Hornsby P J, Gill G N
Endocrinology. 1978 Mar;102(3):926-36. doi: 10.1210/endo-102-3-926.
The characteristics of adult bovine adrenocortical cells were studied throughout their life span of 55-65 generations in monolayer culture. Over this period, the cells maintained the capacity to synthesize steroids when tested with repeated maximal doses of ACTH, prostaglandin E1, monobutyryl cAMP, or cholera toxin. Prostaglandin E1 stimulated cAMP production and steroidogenesis, and inhibited DNA synthesis, as measured by incorporation of [3H]thymidine, with dose-response characteristics that did not vary over the first 50 generations in culture. In contrast, the maximal rate of cAMP production stimulated by ACTH declined exponentially at a rate of 7% per generation. In primary and secondary cultures, ACTH stimulated steroidogenesis maximally and inhibited [3H]thymidine incorporation into DNA completely at a half-maximal effective concentration (ED50) of 0.08 nM which was two orders of magnitude less than the ED50 of 8 nM for stimulation of cAMP production. As the ACTH-stimulated maximal rate of cAMP production fell with increasing generation number, the ED50 for ACTH stimulation of steroidogenesis and inhibition of DNA synthesis increased. From about the 20th generation onward, the ability of ACTH to inhibit DNA synthesis maximally declined so that by the 40th generation, cells were completely resistant to the growth-inhibitory effects of ACTH. High-dose ACTH continued, however, to stimulate steroid production maximally over the 50 generations studied. In late passage cells, the ED50 for ACTH stimulation of steroidogenesis was 8 nM, identical to that for cAMP production. Although ACTH-stimulated cAMP production was related to both stimulation of steroidogenesis and inhibition of DNA synthesis, higher cAMP levels appeared required for inhibition of DNA synthesis than for stimulation of steroidogenesis. Mitogenic responses to fibroblast growth factor and to angiotensin II were retained throughout long term growth in culture. The progressive loss of ACTH-responsiveness was specific and a function of aging of bovine adrenocortical cells in culture.

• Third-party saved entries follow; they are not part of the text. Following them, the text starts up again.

//! Share handoff to the host
//!
//! The terminal analog of a share sheet: the post's image is decoded
//! to a temp file and handed to the host's default opener along with
//! a share message. Neither outcome branch is surfaced to the user.

use anyhow::Result;

use crate::media;
use crate::models::Post;

/// What happened to a share handoff.
#[derive(Debug, Clone, Copy, PartialEq, Eq)]
pub enum ShareOutcome {
    /// The host accepted the handoff.
    Shared,
    /// The host declined or had no handler.
    Dismissed,
}

/// Share message for a post.
pub fn share_message(post: &Post) -> String {
    format!("Check out this post: {}", post.title)
}

/// Hand a post off to the host opener.
pub fn share_post(post: &Post) -> Result<ShareOutcome> {
    let message = share_message(post);

    if !post.has_image() {
        tracing::debug!("Share dismissed, post {} has no image", post.id);
        return Ok(ShareOutcome::Dismissed);
    }

    let path = media::decode_to_temp_file(post.id, &post.content)?;

    match open::that(&path) {
        Ok(()) => {
            tracing::debug!("Shared post {}: {message}", post.id);
            Ok(ShareOutcome::Shared)
        }
        Err(e) => {
            tracing::debug!("Share dismissed for post {}: {e}", post.id);
            Ok(ShareOutcome::Dismissed)
        }
    }
}

#[cfg(test)]
mod tests {
    use super::*;

    #[test]
    fn test_share_message_includes_caption() {
        let post = Post {
            id: 1,
            username: "nemo".to_string(),
            title: "sunset over the reef".to_string(),
            content: String::new(),
        };
        assert_eq!(
            share_message(&post),
            "Check out this post: sunset over the reef"
        );
    }

    #[test]
    fn test_share_without_image_is_dismissed() {
        let post = Post {
            id: 1,
            username: "nemo".to_string(),
            title: "no image".to_string(),
            content: String::new(),
        };
        assert_eq!(share_post(&post).unwrap(), ShareOutcome::Dismissed);
    }
}
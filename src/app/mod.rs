//! TUI Application module

mod async_ops;
mod events;
mod state;
mod ui;

pub use state::{AppState, FeedLoad, FeedState, LoginState, Mode, Notice, Screen};

use anyhow::Result;
use crossterm::{
    event::{self, Event},
    execute,
    terminal::{EnterAlternateScreen, LeaveAlternateScreen, disable_raw_mode, enable_raw_mode},
};
use ratatui::prelude::*;
use std::io::stdout;
use std::time::Duration;
use tokio::runtime::Runtime;

use crate::api::CircleClient;
use crate::auth::LoginOutcome;
use crate::config::Config;
use crate::demo;
use crate::images;

use async_ops::{AsyncCommand, AsyncHandle, AsyncResult, spawn_worker};

/// Run the TUI application
pub fn run() -> Result<()> {
    // Create tokio runtime
    let rt = Runtime::new()?;

    // Load config
    let config = Config::load()?;

    // Query terminal graphics support before entering raw mode
    if config.show_images {
        images::init_picker();
    }

    // Spawn async worker
    let api = CircleClient::new(&config.base_url, config.user_id);
    let async_handle = rt.block_on(async { spawn_worker(api) });

    // Initialize terminal
    enable_raw_mode()?;
    let mut stdout = stdout();
    execute!(stdout, EnterAlternateScreen)?;
    let backend = CrosstermBackend::new(stdout);
    let mut terminal = Terminal::new(backend)?;
    terminal.clear()?;

    // Create app state (starts on the login screen)
    let mut state = AppState::new(config);

    // Main loop
    let result = run_app(&mut terminal, &mut state, async_handle);

    // Restore terminal
    disable_raw_mode()?;
    execute!(terminal.backend_mut(), LeaveAlternateScreen)?;
    terminal.show_cursor()?;

    result
}

fn run_app(
    terminal: &mut Terminal<CrosstermBackend<std::io::Stdout>>,
    state: &mut AppState,
    mut async_handle: AsyncHandle,
) -> Result<()> {
    loop {
        // Process any async results
        while let Ok(result) = async_handle.result_rx.try_recv() {
            if let Some(cmd) = handle_async_result(state, result) {
                let _ = async_handle.cmd_tx.blocking_send(cmd);
            }
        }

        // Draw UI
        terminal.draw(|frame| ui::render(frame, state))?;

        // Handle events
        if event::poll(Duration::from_millis(50))?
            && let Event::Key(key) = event::read()?
            && let Some(cmd) = events::handle_key(state, key)
        {
            let _ = async_handle.cmd_tx.blocking_send(cmd);
        }

        // Decode the selected post's image for rendering
        prepare_selected_image(state);

        // Tick for animations and snackbar expiry
        state.tick();

        if state.should_quit {
            // Shutdown async worker
            let _ = async_handle.cmd_tx.blocking_send(AsyncCommand::Shutdown);
            break;
        }
    }

    // Save config on exit
    state.config.save()?;

    Ok(())
}

/// Decode the selected post's payload into a render protocol.
///
/// Payloads arrive inline with the post list, so this is a pure
/// in-memory decode; the protocols are dropped on every reload.
fn prepare_selected_image(state: &mut AppState) {
    if !state.config.show_images || state.screen != Screen::Feed {
        return;
    }

    let Some(post) = state.feed.selected_post().cloned() else {
        return;
    };
    if !post.has_image() || state.feed.image_protocols.contains_key(&post.id) {
        return;
    }

    if let Some(protocol) = images::protocol_for(&post) {
        state.feed.image_protocols.insert(post.id, protocol);
    }
}

fn handle_async_result(state: &mut AppState, result: AsyncResult) -> Option<AsyncCommand> {
    match result {
        AsyncResult::LoginFinished { outcome } => {
            state.login.submitting = false;
            state.clear_status();
            match outcome {
                LoginOutcome::Success => {
                    // Fresh feed state, then trigger the initial load
                    state.enter_feed();
                    state.set_status("Loading posts...");
                    return Some(AsyncCommand::RefreshPosts);
                }
                LoginOutcome::InvalidCredentials | LoginOutcome::Unavailable => {
                    state.login.status = outcome.message().unwrap_or_default().to_string();
                }
            }
            None
        }
        AsyncResult::PostsLoaded { posts } => {
            state.feed.set_posts(posts);
            state.set_status(format!("Loaded {} posts", state.feed.posts.len()));
            None
        }
        AsyncResult::PostsFailed { message } => {
            state.feed.load = FeedLoad::Failed(message);
            state.clear_status();
            None
        }
        AsyncResult::PostCreated => {
            // Success clears the compose form and closes the modal
            state.close_compose();
            state.show_notice(Notice::PostCreated);
            state.clear_status();
            None
        }
        AsyncResult::PostCreateFailed => {
            // The form keeps its inputs for a retry
            state.feed.uploading = false;
            state.show_notice(Notice::PostCreateFailed);
            state.clear_status();
            None
        }
        AsyncResult::PostDeleted => {
            state.show_notice(Notice::PostDeleted);
            None
        }
        AsyncResult::CommentsLoaded { post_id, comments } => {
            state.feed.comments = comments;
            state.feed.comments_for = Some(post_id);
            None
        }
        AsyncResult::CommentAdded { post_id: _ } => {
            state.feed.comment_input.clear();
            None
        }
        AsyncResult::Status { message } => {
            state.set_status(message);
            None
        }
    }
}

/// Run the TUI in demo mode with canned data (for screenshots)
pub fn run_demo() -> Result<()> {
    // Load config
    let config = Config::load()?;

    if config.show_images {
        images::init_picker();
    }

    // Initialize terminal
    enable_raw_mode()?;
    let mut stdout = stdout();
    execute!(stdout, EnterAlternateScreen)?;
    let backend = CrosstermBackend::new(stdout);
    let mut terminal = Terminal::new(backend)?;
    terminal.clear()?;

    // Create app state with demo data, skipping the login screen
    let mut state = AppState::new(config);
    state.enter_feed();
    state.feed.set_posts(demo::demo_posts());
    state.set_status(format!(
        "Demo mode | {} posts | Press ? for help | q to quit",
        state.feed.posts.len()
    ));

    // Main loop (simpler, no worker: commands are dropped)
    loop {
        terminal.draw(|frame| ui::render(frame, &mut state))?;

        if event::poll(Duration::from_millis(50))?
            && let Event::Key(key) = event::read()?
        {
            let _ = events::handle_key(&mut state, key);
        }

        prepare_selected_image(&mut state);
        state.tick();

        if state.should_quit {
            break;
        }
    }

    // Restore terminal
    disable_raw_mode()?;
    execute!(terminal.backend_mut(), LeaveAlternateScreen)?;
    terminal.show_cursor()?;

    // Save config on exit
    state.config.save()?;

    Ok(())
}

在单层培养中,对成年牛肾上腺皮质细胞55 - 65代的整个生命周期特性进行了研究。在此期间,当用重复的最大剂量促肾上腺皮质激素(ACTH)、前列腺素E1、单丁酰环磷腺苷(monobutyryl cAMP)或霍乱毒素进行测试时,这些细胞保持了合成类固醇的能力。前列腺素E1刺激环磷腺苷(cAMP)生成和类固醇生成,并抑制DNA合成,这通过[3H]胸腺嘧啶核苷掺入来测定,其剂量 - 反应特性在培养的前50代中没有变化。相比之下,ACTH刺激产生的cAMP最大速率以每代7%的速度呈指数下降。在原代和传代培养中,ACTH在半最大有效浓度(ED50)为0.08 nM时最大程度地刺激类固醇生成,并完全抑制[3H]胸腺嘧啶核苷掺入DNA,这比刺激cAMP生成的8 nM的ED50低两个数量级。随着ACTH刺激产生的cAMP最大速率随着代数增加而下降,ACTH刺激类固醇生成和抑制DNA合成的ED50增加。从大约第20代起,ACTH最大程度抑制DNA合成的能力下降,以至于到第40代时,细胞对ACTH的生长抑制作用完全产生抗性。然而,在研究的50代中,高剂量ACTH继续最大程度地刺激类固醇生成。在传代后期细胞中,ACTH刺激类固醇生成的ED50为8 nM,与刺激cAMP生成的ED50相同。尽管ACTH刺激的cAMP生成与类固醇生成刺激和DNA合成抑制都相关,但抑制DNA合成似乎比刺激类固醇生成需要更高的cAMP水平。在整个长期培养生长过程中,对成纤维细胞生长因子和血管紧张素II的促有丝分裂反应得以保留。ACTH反应性的逐渐丧失是特异性的,并且是培养中牛肾上腺皮质细胞衰老的一个功能。